Notes: Thanks to [personal profile] alisanne for the inspiring prompt, I had great fun plotting this story. To onkoona for being generous enough to come to my rescue when I needed help. And to Carola for her lighting-fast beta work, she has single-handedly saved us all from my horrible punctuation. ;)
Summary: Harry Potter's luck is the stuff of legend. Shame that Severus Snape isn't so easily impressed by legends of any kind... Or is he?


Luck Or Duck.



Harry Potter has a bee in his bonnet. This is a bee that has been there for a while now, bugging him constantly. Disrupting his sleep. Causing him untold distractions at the most importune moments. This is a bee the size of a Hungarian Horntail and as dangerous as the dragon itself. This is a bee that he can't possibly ignore. He doesn't want to ignore it, anyway. He wants to... embrace it.

Now the problem with that is that trying to embrace this particular bee is dangerously tricky. Some would say it could actually be lethal, and they would probably be right. But then that's the way Harry's luck rolls. He hasn't yet been allowed to take the easy road with anything important, so he wasn't particularly shocked to find out that in this, the most crucial aspect of them all, his heart had decided not only to throw caution to the wind, but to ignore it altogether before leaping into the deep end and falling for the most impossible, the most irritating, the most stubborn and fierce bee of them all: Severus Snape. The owner of his heart.
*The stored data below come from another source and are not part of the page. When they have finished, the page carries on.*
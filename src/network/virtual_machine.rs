use crate::network::SubResource;
use serde::{Deserialize, Serialize};

#[derive(Clone, Debug, Default, PartialEq, Serialize, Deserialize)]
pub struct VirtualMachine {
    #[serde(skip_serializing_if = "Option::is_none")]
    pub id: Option<String>,
    #[serde(skip_serializing_if = "Option::is_none")]
    pub name: Option<String>,
    #[serde(skip_serializing_if = "Option::is_none")]
    pub properties: Option<VirtualMachineProperties>,
}

#[derive(Clone, Debug, Default, PartialEq, Serialize, Deserialize)]
#[serde(rename_all = "camelCase")]
pub struct VirtualMachineProperties {
    #[serde(skip_serializing_if = "Option::is_none")]
    pub availability_set: Option<SubResource>,
    #[serde(skip_serializing_if = "Option::is_none")]
    pub network_profile: Option<NetworkProfile>,
}

#[derive(Clone, Debug, Default, PartialEq, Serialize, Deserialize)]
#[serde(rename_all = "camelCase")]
pub struct NetworkProfile {
    #[serde(skip_serializing_if = "Option::is_none")]
    pub network_interfaces: Option<Vec<NetworkInterfaceReference>>,
}

#[derive(Clone, Debug, Default, PartialEq, Serialize, Deserialize)]
pub struct NetworkInterfaceReference {
    #[serde(skip_serializing_if = "Option::is_none")]
    pub id: Option<String>,
    #[serde(skip_serializing_if = "Option::is_none")]
    pub properties: Option<NetworkInterfaceReferenceProperties>,
}

#[derive(Clone, Debug, Default, PartialEq, Serialize, Deserialize)]
pub struct NetworkInterfaceReferenceProperties {
    #[serde(skip_serializing_if = "Option::is_none")]
    pub primary: Option<bool>,
}

impl VirtualMachine {
    pub fn availability_set_id(&self) -> Option<&str> {
        self.properties
            .as_ref()
            .and_then(|p| p.availability_set.as_ref())
            .and_then(|set| set.id.as_deref())
    }

    pub fn primary_nic_id(&self) -> Option<&str> {
        let nics = self
            .properties
            .as_ref()
            .and_then(|p| p.network_profile.as_ref())
            .and_then(|p| p.network_interfaces.as_deref())
            .unwrap_or_default();

        if nics.len() == 1 {
            return nics[0].id.as_deref();
        }

        nics.iter()
            .find(|nic| nic.properties.as_ref().and_then(|p| p.primary).unwrap_or(false))
            .and_then(|nic| nic.id.as_deref())
    }
}
use crate::backendpool::{new_backend_pool, BackendPool, PoolNames};
use crate::cloud::CacheReadType;
use crate::cluster::{ip_families, is_load_balancer_service, is_local_service, service_key, trim_internal_suffix};
use crate::provider::Cloud;
use crate::Result;
use k8s_openapi::api::core::v1::Service;
use log::{debug, error, info, warn};
use parking_lot::RwLock;
use std::collections::{HashMap, HashSet};
use std::sync::Arc;

/// Drives backend pool reconciliation for every tracked `LoadBalancer` service.
pub struct Reconciler {
    cloud: Arc<Cloud>,
    backend_pool: Box<dyn BackendPool>,
    // namespace/name -> svc
    services: RwLock<HashMap<String, Service>>,
}

impl Reconciler {
    pub fn new(cloud: Arc<Cloud>) -> Reconciler {
        let backend_pool = new_backend_pool(Arc::clone(&cloud));
        Reconciler::with_backend_pool(cloud, backend_pool)
    }

    pub fn with_backend_pool(cloud: Arc<Cloud>, backend_pool: Box<dyn BackendPool>) -> Reconciler {
        Reconciler {
            cloud,
            backend_pool,
            services: RwLock::new(HashMap::new()),
        }
    }

    pub fn tracked_services(&self) -> Vec<String> {
        let mut keys: Vec<String> = self.services.read().keys().cloned().collect();
        keys.sort();
        keys
    }

    pub async fn apply_service(&self, service: Service) -> Result<()> {
        let key = service_key(&service);

        if !is_load_balancer_service(&service) {
            if self.services.write().remove(&key).is_some() {
                info!("Service {} is no longer of type LoadBalancer", key);
                self.cloud.forget_service(&service);
            }
            return Ok(());
        }

        self.services.write().insert(key, service.clone());
        self.reconcile_service(&service).await
    }

    pub fn delete_service(&self, service: &Service) {
        let key = service_key(service);
        if self.services.write().remove(&key).is_some() {
            info!("Deleted service {}", key);
        }
        self.cloud.forget_service(service);
    }

    /// Swaps the tracked services for a fresh listing and reconciles them all.
    pub async fn replace_services(&self, services: Vec<Service>) {
        let fresh: HashMap<String, Service> = services
            .into_iter()
            .filter(is_load_balancer_service)
            .map(|service| (service_key(&service), service))
            .collect();

        let gone: Vec<Service> = self
            .services
            .read()
            .iter()
            .filter(|(key, _)| !fresh.contains_key(*key))
            .map(|(_, service)| service.clone())
            .collect();
        for service in &gone {
            self.cloud.forget_service(service);
        }

        *self.services.write() = fresh;
        self.resync().await;
    }

    pub async fn resync(&self) {
        let services: Vec<Service> = self.services.read().values().cloned().collect();

        for service in &services {
            if let Err(e) = self.reconcile_service(service).await {
                error!("Error while reconciling service {}: {}", service_key(service), e);
            }
        }
    }

    pub async fn nodes_changed(&self) {
        let nodes = self.cloud.node_cache.nodes();
        if let Err(e) = self.cloud.rebalance_nodes(&nodes).await {
            error!("Error while spreading nodes over load balancers: {}", e);
        }

        self.resync().await;
    }

    // Only local services on multiple load balancers follow their endpoints.
    pub async fn endpoints_changed(&self, namespace: &str, name: &str) {
        if !self.cloud.use_multiple_standard_load_balancers() {
            return;
        }

        let key = format!("{}/{}", namespace, name);
        let service = self.services.read().get(&key).cloned();

        if let Some(service) = service.filter(is_local_service) {
            if let Err(e) = self.reconcile_service(&service).await {
                error!("Error while reconciling service {}: {}", key, e);
            }
        }
    }

    // Primary VM sets of every other load balancer configuration.
    fn foreign_vm_sets(&self, lb_name: &str) -> HashSet<String> {
        let own = trim_internal_suffix(lb_name);

        self.cloud
            .multi_slb_configs
            .read()
            .iter()
            .filter(|config| !config.name.eq_ignore_ascii_case(own))
            .map(|config| config.primary_vm_set.to_lowercase())
            .filter(|vm_set| !vm_set.is_empty())
            .collect()
    }

    pub async fn reconcile_service(&self, service: &Service) -> Result<()> {
        let cluster_name = self.cloud.config.cluster_name.as_str();
        let key = service_key(service);
        let lb_name = self.cloud.load_balancer_name_for_service(service, cluster_name);

        let lb = match self.cloud.get_load_balancer(&lb_name, CacheReadType::Default).await? {
            Some(lb) => lb,
            None => {
                debug!("Load balancer {} of service {} does not exist yet", lb_name, key);
                return Ok(());
            }
        };

        let reconciled = self.backend_pool.reconcile_backend_pools(cluster_name, service, lb).await?;
        let mut lb = match reconciled.load_balancer {
            Some(lb) => lb,
            None => {
                warn!("Load balancer {} disappeared while reconciling service {}", lb_name, key);
                return Ok(());
            }
        };

        let names = PoolNames::for_service(service, cluster_name, self.cloud.use_multiple_standard_load_balancers());
        if reconciled.changed {
            for pool in lb.backend_pools_mut().iter_mut().filter(|pool| pool.id.is_none()) {
                if names.family_of(pool.name()).is_none() {
                    continue;
                }

                info!("Creating backend pool {} of load balancer {}", pool.name(), lb_name);
                self.cloud.create_or_update_lb_backend_pool(&lb_name, pool).await?;
                pool.id = Some(self.cloud.backend_pool_id(&lb_name, pool.name()));
            }
        }

        let mut nodes = Vec::new();
        for node in self.cloud.node_cache.nodes() {
            let name = node.metadata.name.as_deref().unwrap_or_default();
            if self.cloud.should_node_excluded_from_load_balancer(name)? {
                debug!("Node {} is excluded from load balancers", name);
                continue;
            }
            nodes.push(node);
        }

        if self.cloud.use_multiple_standard_load_balancers() {
            let foreign = self.foreign_vm_sets(&lb_name);
            let should_remove = move |vm_set: &str| foreign.contains(&vm_set.to_lowercase());

            lb = match self
                .backend_pool
                .cleanup_vm_set_from_backend_pool_by_condition(lb, service, &nodes, cluster_name, &should_remove)
                .await?
            {
                Some(lb) => lb,
                None => return Ok(()),
            };
        }

        if reconciled.preconfigured {
            debug!("Backend pools of load balancer {} are preconfigured, leaving hosts alone", lb_name);
            return Ok(());
        }

        let vm_set_name = self.cloud.map_lb_name_to_vm_set(&lb_name, cluster_name);
        for family in ip_families(service) {
            let pool_name = names.name(family);
            let pool = match lb
                .backend_pools_mut()
                .iter_mut()
                .find(|pool| pool.name().eq_ignore_ascii_case(pool_name))
            {
                Some(pool) => pool,
                None => {
                    warn!("Backend pool {} is missing from load balancer {}", pool_name, lb_name);
                    continue;
                }
            };

            let pool_id = self.cloud.backend_pool_id(&lb_name, pool.name());
            self.backend_pool
                .ensure_hosts_in_pool(service, &nodes, &pool_id, &vm_set_name, cluster_name, &lb_name, pool)
                .await?;
        }

        let (v4, v6) = self.backend_pool.get_backend_private_ips(cluster_name, service, &lb).await;
        debug!("Service {} is backed by {:?} {:?}", key, v4, v6);

        Ok(())
    }
}
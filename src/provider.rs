use crate::cloud::{
    backend_pool_id, vnet_id, BackendAddressPoolClient, CacheReadType, LoadBalancerClient, TimedCache, VmSet,
};
use crate::cluster::endpoint_slices::SERVICE_NAME_LABEL;
use crate::cluster::{
    active_nodes_for, distribute_nodes, endpoint_node_names, ip_families, is_local_service,
    requires_internal_load_balancer, service_key, trim_internal_suffix, EndpointSliceCache,
    MultipleStandardLoadBalancerConfiguration, NodeAssignment, NodeCache, ServiceInfo, ServiceInfoCache,
};
use crate::config::PreConfiguredBackendPoolTypes;
use crate::network::{BackendAddressPool, LoadBalancer};
use crate::{Config, PoolBalancerError, Result};
use k8s_openapi::api::core::v1::{Node, Service};
use k8s_openapi::api::discovery::v1::EndpointSlice;
use kube::api::ListParams;
use kube::{Api, Client};
use log::{debug, error, info, warn};
use parking_lot::RwLock;
use std::collections::{BTreeSet, HashMap};
use std::sync::Arc;
use std::time::{Duration, Instant};

const MIGRATION_POLL_INTERVAL: Duration = Duration::from_secs(5);
const MIGRATION_TIMEOUT: Duration = Duration::from_secs(10 * 60);

/// Shared state of the backend pool reconcilers: configuration, cloud clients
/// and the caches fed by the cluster watchers.
pub struct Cloud {
    pub config: Arc<Config>,
    pub(crate) load_balancers: Arc<dyn LoadBalancerClient>,
    pub(crate) backend_pools: Arc<dyn BackendAddressPoolClient>,
    pub(crate) vm_set: Arc<dyn VmSet>,
    pub(crate) node_cache: Arc<NodeCache>,
    pub(crate) service_info: ServiceInfoCache,
    pub(crate) endpoint_slices: EndpointSliceCache,
    pub(crate) multi_slb_configs: RwLock<Vec<MultipleStandardLoadBalancerConfiguration>>,
    lb_cache: TimedCache<LoadBalancer>,
    kube_client: Option<Client>,
    pub(crate) migration_poll_interval: Duration,
    pub(crate) migration_timeout: Duration,
}

impl Cloud {
    pub fn new(
        config: Arc<Config>,
        load_balancers: Arc<dyn LoadBalancerClient>,
        backend_pools: Arc<dyn BackendAddressPoolClient>,
        vm_set: Arc<dyn VmSet>,
        node_cache: Arc<NodeCache>,
    ) -> Cloud {
        let multi_slb_configs = RwLock::new(config.multiple_standard_load_balancer_configurations.clone());
        let lb_cache = TimedCache::new(Duration::from_secs(config.load_balancer_cache_ttl_secs));

        Cloud {
            config,
            load_balancers,
            backend_pools,
            vm_set,
            node_cache,
            service_info: ServiceInfoCache::new(),
            endpoint_slices: EndpointSliceCache::new(),
            multi_slb_configs,
            lb_cache,
            kube_client: None,
            migration_poll_interval: MIGRATION_POLL_INTERVAL,
            migration_timeout: MIGRATION_TIMEOUT,
        }
    }

    pub fn with_kube_client(mut self, client: Client) -> Cloud {
        self.kube_client = Some(client);
        self
    }

    pub fn use_multiple_standard_load_balancers(&self) -> bool {
        self.config.use_multiple_standard_load_balancers()
    }

    pub fn backend_pool_id(&self, lb_name: &str, pool_name: &str) -> String {
        backend_pool_id(
            &self.config.subscription_id,
            self.config.load_balancer_resource_group(),
            lb_name,
            pool_name,
        )
    }

    pub fn vnet_id(&self) -> String {
        vnet_id(
            &self.config.subscription_id,
            self.config.vnet_resource_group(),
            &self.config.vnet_name,
        )
    }

    pub async fn get_load_balancer(&self, lb_name: &str, read_type: CacheReadType) -> Result<Option<LoadBalancer>> {
        let client = Arc::clone(&self.load_balancers);
        let resource_group = self.config.load_balancer_resource_group().to_owned();

        self.lb_cache
            .get(lb_name, read_type, move |name| async move { client.get(&resource_group, &name).await })
            .await
    }

    pub async fn create_or_update_lb_backend_pool(&self, lb_name: &str, pool: &BackendAddressPool) -> Result<()> {
        debug!("updating backend pool {} of load balancer {}", pool.name(), lb_name);
        let result = self
            .backend_pools
            .create_or_update(self.config.load_balancer_resource_group(), lb_name, pool.name(), pool)
            .await;

        // Invalidated on failure too.
        self.lb_cache.delete(lb_name);

        if let Err(e) = &result {
            error!("failed to update backend pool {} of load balancer {}: {}", pool.name(), lb_name, e);
        }
        result
    }

    /// Asks the cloud to turn NIC based pools into IP based ones, then waits until
    /// each pool holds as many IP members as it had NICs. A timeout only logs.
    pub async fn migrate_to_ip_based_backend_pool_and_wait(
        &self,
        lb_name: &str,
        pool_names: &[String],
        nic_counts: &HashMap<String, usize>,
    ) -> Result<()> {
        let resource_group = self.config.load_balancer_resource_group();

        if let Err(e) = self.load_balancers.migrate_to_ip_based(resource_group, lb_name, pool_names).await {
            error!(
                "failed to migrate backend pools {} of load balancer {} to IP based: {}",
                pool_names.join(","),
                lb_name,
                e
            );
            return Err(e);
        }

        let deadline = Instant::now() + self.migration_timeout;
        let mut pending: Vec<(&String, usize)> = nic_counts.iter().map(|(name, count)| (name, *count)).collect();

        loop {
            let mut still_pending = Vec::new();
            for (pool_name, nic_count) in pending {
                let pool = self.backend_pools.get(resource_group, lb_name, pool_name).await.map_err(|e| {
                    error!("failed to get backend pool {} of load balancer {}: {}", pool_name, lb_name, e);
                    e
                })?;

                let ip_count = crate::backendpool::count_ips(&pool);
                if ip_count != nic_count {
                    debug!(
                        "backend pool {} of load balancer {} has {} of {} IPs migrated",
                        pool_name, lb_name, ip_count, nic_count
                    );
                    still_pending.push((pool_name, nic_count));
                }
            }

            if still_pending.is_empty() {
                info!("migrated backend pools {} of load balancer {}", pool_names.join(","), lb_name);
                return Ok(());
            }

            if Instant::now() + self.migration_poll_interval > deadline {
                warn!(
                    "timed out waiting for backend pools {} of load balancer {} to migrate",
                    pool_names.join(","),
                    lb_name
                );
                return Ok(());
            }

            pending = still_pending;
            tokio::time::sleep(self.migration_poll_interval).await;
        }
    }

    pub fn map_lb_name_to_vm_set(&self, lb_name: &str, cluster_name: &str) -> String {
        let mut vm_set = trim_internal_suffix(lb_name).to_owned();
        if vm_set.eq_ignore_ascii_case(cluster_name) {
            vm_set = self.vm_set.primary_vm_set_name();
        }

        if self.use_multiple_standard_load_balancers() {
            let primary = self
                .multi_slb_configs
                .read()
                .iter()
                .find(|config| config.name.eq_ignore_ascii_case(&vm_set))
                .map(|config| config.primary_vm_set.clone());
            if let Some(primary) = primary {
                vm_set = primary;
            }
        }

        vm_set
    }

    pub fn is_backend_pool_preconfigured(&self, service: &Service) -> bool {
        let internal = requires_internal_load_balancer(service);
        match self.config.pre_configured_backend_pool_load_balancer_types {
            Some(PreConfiguredBackendPoolTypes::All) => true,
            Some(PreConfiguredBackendPoolTypes::Internal) => internal,
            Some(PreConfiguredBackendPoolTypes::External) => !internal,
            None => false,
        }
    }

    pub fn should_node_excluded_from_load_balancer(&self, node_name: &str) -> Result<bool> {
        self.node_cache.should_node_excluded_from_load_balancer(node_name)
    }

    pub fn active_nodes_for(&self, lb_name: &str) -> BTreeSet<String> {
        active_nodes_for(&self.multi_slb_configs.read(), lb_name)
    }

    /// Lower-cased names of the nodes running endpoints of a local service.
    pub async fn local_service_endpoint_nodes(&self, service: &Service) -> Result<BTreeSet<String>> {
        let namespace = service.metadata.namespace.as_deref().unwrap_or("default");
        let name = service.metadata.name.as_deref().unwrap_or_default();

        let mut slices = self.endpoint_slices.slices_for_service(namespace, name);
        if slices.is_empty() {
            if let Some(client) = &self.kube_client {
                debug!("endpoint slices of {}/{} are not cached, listing them", namespace, name);
                let api: Api<EndpointSlice> = Api::namespaced(client.clone(), namespace);
                let params = ListParams::default().labels(&format!("{}={}", SERVICE_NAME_LABEL, name));
                slices = api.list(&params).await.map_err(PoolBalancerError::KubeError)?.items;
            }
        }

        Ok(endpoint_node_names(&slices))
    }

    /// Name of the load balancer that should carry a service. With multiple
    /// standard load balancers the placement is remembered per service.
    pub fn load_balancer_name_for_service(&self, service: &Service, cluster_name: &str) -> String {
        let internal = requires_internal_load_balancer(service);
        let with_suffix = |name: &str| {
            if internal {
                format!("{}-internal", name)
            } else {
                name.to_owned()
            }
        };

        if !self.use_multiple_standard_load_balancers() {
            return with_suffix(cluster_name);
        }

        let key = service_key(service);
        if let Some(info) = self.service_info.get(&key) {
            return info.lb_name;
        }

        let mut configs = self.multi_slb_configs.write();
        let chosen = configs
            .iter()
            .position(|config| config.active_services.contains(&key))
            .or_else(|| {
                configs
                    .iter()
                    .enumerate()
                    .min_by_key(|(i, config)| (config.active_services.len(), *i))
                    .map(|(i, _)| i)
            });

        let lb_name = match chosen {
            Some(i) => {
                configs[i].active_services.insert(key.clone());
                with_suffix(&configs[i].name)
            }
            None => with_suffix(cluster_name),
        };

        if is_local_service(service) {
            let family = match ip_families(service).first() {
                Some(family) if family.is_ipv6() => "IPv6",
                _ => "IPv4",
            };
            self.service_info.store(&key, ServiceInfo::new(family, lb_name.clone()));
        }

        lb_name
    }

    pub fn forget_service(&self, service: &Service) {
        let key = service_key(service);
        self.service_info.remove(&key);
        for config in self.multi_slb_configs.write().iter_mut() {
            config.active_services.remove(&key);
        }
    }

    /// Spreads the eligible nodes over the configured load balancers.
    pub async fn rebalance_nodes(&self, nodes: &[Node]) -> Result<()> {
        if !self.use_multiple_standard_load_balancers() {
            return Ok(());
        }

        let mut assignments = Vec::with_capacity(nodes.len());
        for node in nodes {
            let name = match node.metadata.name.as_deref() {
                Some(name) => name,
                None => continue,
            };

            if self.should_node_excluded_from_load_balancer(name)? {
                continue;
            }

            let vm_set = match self.vm_set.node_vm_set_name(node).await {
                Ok(vm_set) => vm_set,
                Err(e) if e.is_instance_not_found() => {
                    debug!("node {} has no backing VM yet", name);
                    continue;
                }
                Err(e) => return Err(e),
            };

            assignments.push(NodeAssignment::new(
                name,
                node.metadata.labels.clone().unwrap_or_default(),
                &vm_set,
            ));
        }

        distribute_nodes(&mut self.multi_slb_configs.write(), &assignments);
        Ok(())
    }
}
Harry sighed with barely disguised longing as he looked rather wistfully towards the closed door of his beloved's chambers. He'd come down from his tower, armed with a dusty old bottle of Firewhisky that had cost him half a kidney, with the not so subtle intention of plying his bad-tempered bee with enough alcohol to leave it soft-eyed and uninhibited before jumping its deliciously sexy bones. Now it looked like his plan had been doomed from the start, since the painting on the other side of Severus' door had just informed him that his Slytherin colleague had gone out to dinner with Draco-ferret-face-Malfoy.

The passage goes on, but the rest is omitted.